** Task requirements **
Take the material below and output exactly the run of lines from the one containing "repository f031cf8871445587" down to the one containing "pub use domain::*;", with both included.
%%
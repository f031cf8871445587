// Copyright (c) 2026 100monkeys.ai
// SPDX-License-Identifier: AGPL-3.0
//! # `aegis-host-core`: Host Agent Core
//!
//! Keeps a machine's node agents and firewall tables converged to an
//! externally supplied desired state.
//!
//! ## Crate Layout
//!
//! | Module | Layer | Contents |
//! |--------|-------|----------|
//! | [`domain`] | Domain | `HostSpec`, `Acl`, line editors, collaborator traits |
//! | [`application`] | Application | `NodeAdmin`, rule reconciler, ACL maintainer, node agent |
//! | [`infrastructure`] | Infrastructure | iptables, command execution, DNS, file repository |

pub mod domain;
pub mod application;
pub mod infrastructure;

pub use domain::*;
%%
%%
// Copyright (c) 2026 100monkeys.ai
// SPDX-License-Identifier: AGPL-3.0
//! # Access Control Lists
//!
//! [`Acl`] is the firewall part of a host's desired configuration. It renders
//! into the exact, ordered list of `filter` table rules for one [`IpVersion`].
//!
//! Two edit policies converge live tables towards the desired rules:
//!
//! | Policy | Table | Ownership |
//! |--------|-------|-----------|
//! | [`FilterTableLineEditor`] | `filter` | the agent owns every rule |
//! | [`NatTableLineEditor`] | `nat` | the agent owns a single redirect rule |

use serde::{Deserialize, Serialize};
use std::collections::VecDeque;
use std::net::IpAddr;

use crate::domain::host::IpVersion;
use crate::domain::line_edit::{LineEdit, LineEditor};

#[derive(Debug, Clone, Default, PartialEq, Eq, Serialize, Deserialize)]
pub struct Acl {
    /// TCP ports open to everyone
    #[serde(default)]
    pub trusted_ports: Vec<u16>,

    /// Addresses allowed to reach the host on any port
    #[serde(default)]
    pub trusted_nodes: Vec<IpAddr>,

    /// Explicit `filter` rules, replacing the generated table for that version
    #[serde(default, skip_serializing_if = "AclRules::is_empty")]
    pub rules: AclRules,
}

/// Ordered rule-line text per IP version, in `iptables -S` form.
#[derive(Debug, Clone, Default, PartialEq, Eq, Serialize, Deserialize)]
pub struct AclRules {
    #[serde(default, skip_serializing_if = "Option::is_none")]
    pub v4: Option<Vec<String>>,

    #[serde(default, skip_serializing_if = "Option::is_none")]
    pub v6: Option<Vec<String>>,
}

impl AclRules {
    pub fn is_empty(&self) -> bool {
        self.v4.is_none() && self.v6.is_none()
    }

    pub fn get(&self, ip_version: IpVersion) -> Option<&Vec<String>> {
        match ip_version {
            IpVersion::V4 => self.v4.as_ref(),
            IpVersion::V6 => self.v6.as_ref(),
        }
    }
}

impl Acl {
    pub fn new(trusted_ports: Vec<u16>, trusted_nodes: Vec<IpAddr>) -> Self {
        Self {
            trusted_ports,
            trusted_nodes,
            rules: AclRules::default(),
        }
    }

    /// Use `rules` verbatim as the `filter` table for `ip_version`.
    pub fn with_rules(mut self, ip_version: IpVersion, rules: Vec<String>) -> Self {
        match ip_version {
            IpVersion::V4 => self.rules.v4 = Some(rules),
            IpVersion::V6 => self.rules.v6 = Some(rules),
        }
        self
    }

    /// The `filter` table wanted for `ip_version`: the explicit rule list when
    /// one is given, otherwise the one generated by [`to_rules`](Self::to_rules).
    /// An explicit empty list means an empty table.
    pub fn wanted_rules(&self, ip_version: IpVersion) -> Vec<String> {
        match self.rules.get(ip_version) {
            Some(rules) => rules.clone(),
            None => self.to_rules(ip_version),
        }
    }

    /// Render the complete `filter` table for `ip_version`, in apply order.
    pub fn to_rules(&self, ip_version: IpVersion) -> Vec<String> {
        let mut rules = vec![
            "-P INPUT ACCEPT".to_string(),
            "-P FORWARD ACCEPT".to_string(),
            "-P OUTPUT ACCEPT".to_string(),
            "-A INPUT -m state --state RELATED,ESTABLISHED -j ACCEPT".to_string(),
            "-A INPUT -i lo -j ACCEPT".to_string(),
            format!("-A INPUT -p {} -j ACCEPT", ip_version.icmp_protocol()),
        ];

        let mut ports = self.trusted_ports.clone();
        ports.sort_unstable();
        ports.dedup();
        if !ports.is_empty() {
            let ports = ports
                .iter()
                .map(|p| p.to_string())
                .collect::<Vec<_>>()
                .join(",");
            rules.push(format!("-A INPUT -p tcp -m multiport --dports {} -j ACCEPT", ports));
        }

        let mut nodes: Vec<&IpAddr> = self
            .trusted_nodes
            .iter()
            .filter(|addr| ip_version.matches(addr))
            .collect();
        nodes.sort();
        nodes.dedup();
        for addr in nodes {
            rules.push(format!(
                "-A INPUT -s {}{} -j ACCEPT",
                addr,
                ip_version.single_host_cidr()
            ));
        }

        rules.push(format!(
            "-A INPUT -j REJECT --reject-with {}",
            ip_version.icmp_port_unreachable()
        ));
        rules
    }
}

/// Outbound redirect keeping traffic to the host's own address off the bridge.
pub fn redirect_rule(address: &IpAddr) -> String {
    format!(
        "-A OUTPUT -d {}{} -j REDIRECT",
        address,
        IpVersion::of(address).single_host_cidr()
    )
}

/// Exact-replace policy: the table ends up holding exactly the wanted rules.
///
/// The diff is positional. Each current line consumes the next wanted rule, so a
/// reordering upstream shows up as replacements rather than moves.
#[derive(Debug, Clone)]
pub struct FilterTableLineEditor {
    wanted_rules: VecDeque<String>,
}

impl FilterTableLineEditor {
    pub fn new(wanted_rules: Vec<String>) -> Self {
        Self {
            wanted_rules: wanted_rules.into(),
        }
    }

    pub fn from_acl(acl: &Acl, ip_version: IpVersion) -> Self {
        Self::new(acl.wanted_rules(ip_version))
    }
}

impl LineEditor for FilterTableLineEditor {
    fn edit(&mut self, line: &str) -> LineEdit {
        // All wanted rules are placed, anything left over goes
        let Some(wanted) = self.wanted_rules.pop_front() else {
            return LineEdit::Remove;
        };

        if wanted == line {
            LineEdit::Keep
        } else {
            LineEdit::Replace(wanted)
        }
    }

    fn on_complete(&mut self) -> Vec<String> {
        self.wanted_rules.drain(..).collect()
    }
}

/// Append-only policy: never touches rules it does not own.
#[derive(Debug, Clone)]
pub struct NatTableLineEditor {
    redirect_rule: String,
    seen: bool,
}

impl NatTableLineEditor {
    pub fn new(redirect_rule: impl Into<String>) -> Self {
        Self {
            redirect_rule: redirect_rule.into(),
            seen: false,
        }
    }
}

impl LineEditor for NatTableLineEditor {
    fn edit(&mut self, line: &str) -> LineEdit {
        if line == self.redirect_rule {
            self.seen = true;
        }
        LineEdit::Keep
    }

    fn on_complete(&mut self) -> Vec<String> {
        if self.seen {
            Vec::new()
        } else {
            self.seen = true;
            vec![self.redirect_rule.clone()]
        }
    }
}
%%
** Response area **
repository f031cf8871445587
// Copyright (c) 2026 100monkeys.ai
// SPDX-License-Identifier: AGPL-3.0
//! # `aegis-host-core`: Host Agent Core
//!
//! Keeps a machine's node agents and firewall tables converged to an
//! externally supplied desired state.
//!
//! ## Crate Layout
//!
//! | Module | Layer | Contents |
//! |--------|-------|----------|
//! | [`domain`] | Domain | `HostSpec`, `Acl`, line editors, collaborator traits |
//! | [`application`] | Application | `NodeAdmin`, rule reconciler, ACL maintainer, node agent |
//! | [`infrastructure`] | Infrastructure | iptables, command execution, DNS, file repository |

pub mod domain;
pub mod application;
pub mod infrastructure;

pub use domain::*;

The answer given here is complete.